В общем, получается — не распознаем основную зону происходящего, а остальное распознаем с запаздыванием, фрагментарно и с произвольно-барскими акцентами своего интереса. Но все-таки хоть фрагментарно, хоть с акцентами, хоть с запозданием — но это все равно ведь с нами. Значит, мы должны и можем бороться — от каждого по фрагменту, от каждого по акценту, вместе собрались, сложили… и вот мы — объективно-точные наблюдатели. Но лучше этого не делать. Потому что в каждом из фрагментов мы уже ошибаемся и, сложив их, сложим одну большую ошибку, ничем не лучшую множества маленьких, а запаздывание в этом процессе штука не только количественная, но и качественная. То есть отсутствует не только синхронность восприятия, но ускользает и сам смысл воспринимаемого. И дело опять все в тех же скоростях. Потому что во Вселенной есть еще один Наблюдатель (если мы про Него не забыли), и это не просто Наблюдатель, а Наблюдатель совершаемого Им Самим процесса. И это Его скорости, несопоставимые с нашими. Для Него, как мы помним, даже само упоминание о пространствах и дистанциях смешно — эти категории даже ради уступчивого эксперимента нельзя к Нему прикладывать. А ведь Он в пределах этих расстояний оперирует и руководит. Все скорости, которые для Него есть, — это не просто регистрируемые, но прикладно-используемые, совсем как в том случае, когда мы используем штопор — безо всяких напряжений и с уверенно-добрым ожиданием. Поэтому, когда мы вникаем в этот единый процесс лишь на участке доступных нам скоростей, то видим лишь часть из общей задумки, которая где-то рядом осуществляется на совершенно не воспринимаемых нами скоростях.

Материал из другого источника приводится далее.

/// XChaCha20-Poly1305 AEAD for envelope payloads and the sealed key store.
///
/// Every envelope gets its own derived key and a fresh random 24-byte nonce,
/// which is large enough for random generation without collision risk.
use chacha20poly1305::{
    aead::{Aead, KeyInit, Payload},
    XChaCha20Poly1305, XNonce,
};
use rand::RngCore;

use crate::crypto::sensitive::SensitiveBytes32;
use crate::error::{Result, VaultError};

pub const NONCE_LEN: usize = 24;
pub const KEY_LEN: usize = 32;
pub const TAG_LEN: usize = 16;

/// Generate a random 256-bit symmetric key.
pub fn generate_key() -> SensitiveBytes32 {
    let mut key = [0u8; KEY_LEN];
    rand::rngs::OsRng.fill_bytes(&mut key);
    SensitiveBytes32::new(key)
}

/// Generate a random 24-byte nonce.
pub fn generate_nonce() -> [u8; NONCE_LEN] {
    let mut nonce = [0u8; NONCE_LEN];
    rand::rngs::OsRng.fill_bytes(&mut nonce);
    nonce
}

/// Encrypt under a fresh random nonce. Returns (nonce, ciphertext_with_tag).
pub fn encrypt(
    key: &SensitiveBytes32,
    plaintext: &[u8],
    aad: &[u8],
) -> Result<([u8; NONCE_LEN], Vec<u8>)> {
    let cipher = XChaCha20Poly1305::new_from_slice(key.as_bytes())
        .map_err(|e| VaultError::Encryption(e.to_string()))?;

    let nonce_bytes = generate_nonce();
    let payload = Payload {
        msg: plaintext,
        aad,
    };

    let ciphertext = cipher
        .encrypt(XNonce::from_slice(&nonce_bytes), payload)
        .map_err(|e| VaultError::Encryption(e.to_string()))?;

    Ok((nonce_bytes, ciphertext))
}

/// Decrypt and authenticate. Any tag failure is an integrity error; the
/// cause (wrong key, edited ciphertext, edited AAD) is not distinguished.
pub fn decrypt(
    key: &SensitiveBytes32,
    nonce: &[u8; NONCE_LEN],
    ciphertext: &[u8],
    aad: &[u8],
) -> Result<Vec<u8>> {
    let cipher = XChaCha20Poly1305::new_from_slice(key.as_bytes())
        .map_err(|e| VaultError::Configuration(e.to_string()))?;

    let payload = Payload {
        msg: ciphertext,
        aad,
    };

    cipher
        .decrypt(XNonce::from_slice(nonce), payload)
        .map_err(|_| VaultError::metadata_integrity())
}

#[cfg(test)]
mod tests {
    use super::*;

    #[test]
    fn test_encrypt_decrypt_roundtrip() {
        let key = generate_key();
        let plaintext = b"patient record 4411";
        let aad = b"kid:data-key-1";

        let (nonce, ciphertext) = encrypt(&key, plaintext, aad).unwrap();
        assert_eq!(ciphertext.len(), plaintext.len() + TAG_LEN);
        let decrypted = decrypt(&key, &nonce, &ciphertext, aad).unwrap();

        assert_eq!(&decrypted, plaintext);
    }

    #[test]
    fn test_wrong_key_is_integrity_error() {
        let (nonce, ciphertext) = encrypt(&generate_key(), b"secret", b"").unwrap();
        let result = decrypt(&generate_key(), &nonce, &ciphertext, b"");

        assert!(matches!(result, Err(VaultError::Integrity(_))));
    }

    #[test]
    fn test_wrong_aad_fails() {
        let key = generate_key();
        let (nonce, ciphertext) = encrypt(&key, b"secret", b"correct aad").unwrap();

        assert!(decrypt(&key, &nonce, &ciphertext, b"wrong aad").is_err());
    }

    #[test]
    fn test_tampered_ciphertext_fails() {
        let key = generate_key();
        let (nonce, mut ciphertext) = encrypt(&key, b"secret", b"").unwrap();
        ciphertext[0] ^= 0x01;

        assert!(matches!(
            decrypt(&key, &nonce, &ciphertext, b""),
            Err(VaultError::Integrity(_))
        ));
    }

    #[test]
    fn test_nonces_are_fresh() {
        let key = generate_key();
        let (n1, c1) = encrypt(&key, b"same", b"").unwrap();
        let (n2, c2) = encrypt(&key, b"same", b"").unwrap();
        assert_ne!(n1, n2);
        assert_ne!(c1, c2);
    }
}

Чтобы до конца осознать это, надо представить себе разницу между восприятием временных интервалов Творцом и между нашим восприятием этих интервалов. Неизмеримо большая масштабность Его личности по сравнению с нашими личностями, естественно, определяет и то, что время в Его представлении имеет совершенно другую скоротечность. Само понятие скорости изменений для Него и для нас несопоставимо в нашем осознании. Что такое для Него те расстояния, которые для нас непредставимы по своей громадности? Для Него их просто нет. Расстояния определяются временем движения, то есть временем самих изменений, следовательно, то время, которое для нас — эпоха, для Него вообще не имеет никакого значения, даже в качестве понятия, поскольку наши расстояния также ничего для Него не значат. Поэтому, находясь в данное время в общем процессе единого изменения, мы с трудом можем себе представлять саму единость этого действия, поскольку оно запущено совершенно в другом скоростном режиме, режиме не нашего восприятия. Скоростные режимы и психологическая их оценка человеком — несопоставимо разные. Мы не способны уловить истинную суть происходящего, ибо то, что для Него единый акт, для нас — череда самозначных исторических этапов, затягивающих нас постоянно в болото актуальности именно данной ситуации, в которой мы живем, со всеми ее реальными болями и проблемами.